The executive director asked me, “What if I get you pregnant?” Whoa. I took a HUGE pause. This was odd. I felt like if I was in the US I could have handled this with ease. Knew exactly how to act. But I was thinking, “Is he serious?” I told him we really need to talk about this and get on the same page. I didn’t think I did anything misleading. I wanted us to talk and agree. We never really did. It was as if, he saw that I wasn't really going for the “I love you, I miss you stuff”, so he turned to someone else. Which again, is not the really issue. Its about people being opportunists and me not being able to trust while I was there. Of his friends that I met, one of them propositioned me to marry him for money. He said he was paying $7,000 for a 5-year visa (which sounds really odd and probably illegal) but, instead, would give me the money if I would marry him and went on to inform me that it is a “big business.” Again uncomfortable. And I new this because a Ghanaian woman that I know said that I could make a lot of money by marrying and divorcing Ghanaians so they can get their papers. I politely told her not thanks. I don’t play with the US government. The US government and black people do not have a good history (I was reminded when I watched a special on J. Edgar Hoover that I had been wanting to see). Three of the director’s friends have married Americans they met over the internet and they never met until they got married. And I know of others. I have heard I way too many stories of the men requesting a divorce, interestingly, after his papers go through. When I said that it appears that he and his friends were opportunists, they were offended. Then I said maybe I was wrong. I thought maybe I shouldn’t have said that. I felt kinda bad about it. Then I found out the guy that proposition me and asked that I take some romantic rendezvous with him to another city, has a girlfriend of eight years. I didn’t go, but the fact that he asked. This was after he told me that he doesn’t like Ghanaian women.

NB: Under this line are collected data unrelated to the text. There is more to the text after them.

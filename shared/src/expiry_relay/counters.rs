// ============================================================================
// Pipeline Counters
// ============================================================================
//
// Shared counters read by whoever watches a load run:
//
//   metrics:generated            keys written by the load generator
//   metrics:consumed             work items handled across the group
//   metrics:consumer:<id>        work items handled by one worker
//
// These live in the shared store (not in the process-local Prometheus
// registry) so every worker contributes to the same totals.
//
// ============================================================================

use async_trait::async_trait;
use relay_config::RedisKeyPrefixes;
use relay_error::RelayResult;
use relay_redis::RedisClient;
use std::collections::{BTreeMap, HashMap};
use std::sync::Mutex;
use tracing::info;

/// Point-in-time view of every counter
#[derive(Debug, Clone, Default, PartialEq, Eq)]
pub struct CounterSnapshot {
    pub generated: i64,
    pub consumed: i64,
    /// Consumed items by worker id
    pub per_worker: BTreeMap<String, i64>,
}

impl CounterSnapshot {
    /// Sum of the per-worker counters
    pub fn per_worker_total(&self) -> i64 {
        self.per_worker.values().sum()
    }
}

#[async_trait]
pub trait PipelineCounters: Send + Sync + 'static {
    async fn incr_generated(&self) -> RelayResult<i64>;
    async fn incr_consumed(&self) -> RelayResult<i64>;
    async fn incr_consumed_by(&self, worker: &str) -> RelayResult<i64>;
    async fn snapshot(&self) -> RelayResult<CounterSnapshot>;
    /// Zero both totals and forget every per-worker counter
    async fn reset(&self) -> RelayResult<()>;
}

#[derive(Clone)]
pub struct RedisCounters {
    redis: RedisClient,
    generated_key: String,
    consumed_key: String,
    worker_prefix: String,
}

impl RedisCounters {
    pub fn new(redis: RedisClient, prefixes: &RedisKeyPrefixes) -> Self {
        Self {
            redis,
            generated_key: prefixes.metrics_generated.clone(),
            consumed_key: prefixes.metrics_consumed.clone(),
            worker_prefix: prefixes.metrics_consumer.clone(),
        }
    }

    fn worker_key(&self, worker: &str) -> String {
        format!("{}{}", self.worker_prefix, worker)
    }

    async fn worker_keys(&self) -> RelayResult<Vec<String>> {
        let mut redis = self.redis.clone();
        Ok(redis.scan_match(&format!("{}*", self.worker_prefix)).await?)
    }
}

#[async_trait]
impl PipelineCounters for RedisCounters {
    async fn incr_generated(&self) -> RelayResult<i64> {
        let mut redis = self.redis.clone();
        Ok(redis.incr(&self.generated_key).await?)
    }

    async fn incr_consumed(&self) -> RelayResult<i64> {
        let mut redis = self.redis.clone();
        Ok(redis.incr(&self.consumed_key).await?)
    }

    async fn incr_consumed_by(&self, worker: &str) -> RelayResult<i64> {
        let mut redis = self.redis.clone();
        Ok(redis.incr(&self.worker_key(worker)).await?)
    }

    async fn snapshot(&self) -> RelayResult<CounterSnapshot> {
        let worker_keys = self.worker_keys().await?;

        let mut pipe = redis::pipe();
        pipe.get(&self.generated_key).get(&self.consumed_key);
        for key in &worker_keys {
            pipe.get(key);
        }

        let mut redis = self.redis.clone();
        let values: Vec<Option<i64>> = redis.exec_pipeline(&pipe).await?;
        let mut values = values.into_iter();

        let generated = values.next().flatten().unwrap_or(0);
        let consumed = values.next().flatten().unwrap_or(0);
        let per_worker = worker_keys
            .iter()
            .zip(values)
            .filter_map(|(key, value)| {
                let worker = key.strip_prefix(&self.worker_prefix)?;
                // Deleted between SCAN and GET
                Some((worker.to_string(), value?))
            })
            .collect();

        Ok(CounterSnapshot {
            generated,
            consumed,
            per_worker,
        })
    }

    async fn reset(&self) -> RelayResult<()> {
        let worker_keys = self.worker_keys().await?;

        let mut pipe = redis::pipe();
        pipe.atomic()
            .set(&self.generated_key, 0)
            .ignore()
            .set(&self.consumed_key, 0)
            .ignore();
        if !worker_keys.is_empty() {
            pipe.del(&worker_keys).ignore();
        }

        let mut redis = self.redis.clone();
        let () = redis.exec_pipeline(&pipe).await?;
        info!(
            workers_cleared = worker_keys.len(),
            "Pipeline counters reset"
        );
        Ok(())
    }
}

/// Process-local counters with the same semantics
#[derive(Default)]
pub struct MemoryCounters {
    generated: Mutex<i64>,
    consumed: Mutex<i64>,
    per_worker: Mutex<HashMap<String, i64>>,
}

impl MemoryCounters {
    pub fn new() -> Self {
        Self::default()
    }

    fn bump(counter: &Mutex<i64>) -> i64 {
        let mut value = counter.lock().unwrap_or_else(|p| p.into_inner());
        *value += 1;
        *value
    }
}

#[async_trait]
impl PipelineCounters for MemoryCounters {
    async fn incr_generated(&self) -> RelayResult<i64> {
        Ok(Self::bump(&self.generated))
    }

    async fn incr_consumed(&self) -> RelayResult<i64> {
        Ok(Self::bump(&self.consumed))
    }

    async fn incr_consumed_by(&self, worker: &str) -> RelayResult<i64> {
        let mut per_worker = self.per_worker.lock().unwrap_or_else(|p| p.into_inner());
        let value = per_worker.entry(worker.to_string()).or_insert(0);
        *value += 1;
        Ok(*value)
    }

    async fn snapshot(&self) -> RelayResult<CounterSnapshot> {
        let generated = *self.generated.lock().unwrap_or_else(|p| p.into_inner());
        let consumed = *self.consumed.lock().unwrap_or_else(|p| p.into_inner());
        let per_worker = self
            .per_worker
            .lock()
            .unwrap_or_else(|p| p.into_inner())
            .iter()
            .map(|(worker, count)| (worker.clone(), *count))
            .collect();
        Ok(CounterSnapshot {
            generated,
            consumed,
            per_worker,
        })
    }

    async fn reset(&self) -> RelayResult<()> {
        *self.generated.lock().unwrap_or_else(|p| p.into_inner()) = 0;
        *self.consumed.lock().unwrap_or_else(|p| p.into_inner()) = 0;
        self.per_worker
            .lock()
            .unwrap_or_else(|p| p.into_inner())
            .clear();
        Ok(())
    }
}

#[cfg(test)]
mod tests {
    use super::*;
    use serial_test::serial;

    #[tokio::test]
    async fn test_memory_counters_reset_is_idempotent() {
        let counters = MemoryCounters::new();
        counters.incr_generated().await.unwrap();
        counters.incr_consumed_by("worker-a").await.unwrap();
        counters.incr_consumed().await.unwrap();

        counters.reset().await.unwrap();
        counters.reset().await.unwrap();

        assert_eq!(counters.snapshot().await.unwrap(), CounterSnapshot::default());
    }

    #[tokio::test]
    async fn test_per_worker_counters_sum_to_total() {
        let counters = MemoryCounters::new();
        for worker in ["a", "b", "a", "c", "a"] {
            counters.incr_consumed_by(worker).await.unwrap();
            counters.incr_consumed().await.unwrap();
        }

        let snapshot = counters.snapshot().await.unwrap();
        assert_eq!(snapshot.consumed, 5);
        assert_eq!(snapshot.per_worker_total(), 5);
        assert_eq!(snapshot.per_worker.get("a"), Some(&3));
    }

    // Note: Requires a running Redis instance
    #[tokio::test]
    #[ignore] // Requires Redis
    #[serial]
    async fn test_redis_counters_snapshot_and_reset() {
        let url =
            std::env::var("REDIS_URL").unwrap_or_else(|_| "redis://127.0.0.1:6379".to_string());
        let redis = RedisClient::connect(&url).await.unwrap();
        let prefixes = RedisKeyPrefixes {
            metrics_generated: "relay_test:metrics:generated".to_string(),
            metrics_consumed: "relay_test:metrics:consumed".to_string(),
            metrics_consumer: "relay_test:metrics:consumer:".to_string(),
            ..RedisKeyPrefixes::default()
        };
        let counters = RedisCounters::new(redis, &prefixes);

        // Reset with no per-worker keys present
        counters.reset().await.unwrap();
        assert_eq!(counters.snapshot().await.unwrap(), CounterSnapshot::default());

        counters.incr_generated().await.unwrap();
        counters.incr_consumed_by("worker-a").await.unwrap();
        counters.incr_consumed().await.unwrap();

        let snapshot = counters.snapshot().await.unwrap();
        assert_eq!(snapshot.generated, 1);
        assert_eq!(snapshot.consumed, 1);
        assert_eq!(snapshot.per_worker.get("worker-a"), Some(&1));

        counters.reset().await.unwrap();
        assert_eq!(counters.snapshot().await.unwrap(), CounterSnapshot::default());
    }
}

My friend put me on to this US embassy website http://ghana.usembassy.gov/romance_scam.html
“United States citizens should be alert to attempts at fraud by persons claiming to live in Ghana who profess friendship or romantic interest over the Internet. Correspondents who quickly move to discussion of intimate matters could well be the inventions of scammers. If they are after your money, eventually they will ask for it.

Before you send any money to Ghana, please take the time to be very well informed. Start by considering the fact that scams are common enough to warrant this warning. Next, look over this partial list of indicators. If any of them sound familiar, you are likely the victim of an internet scam.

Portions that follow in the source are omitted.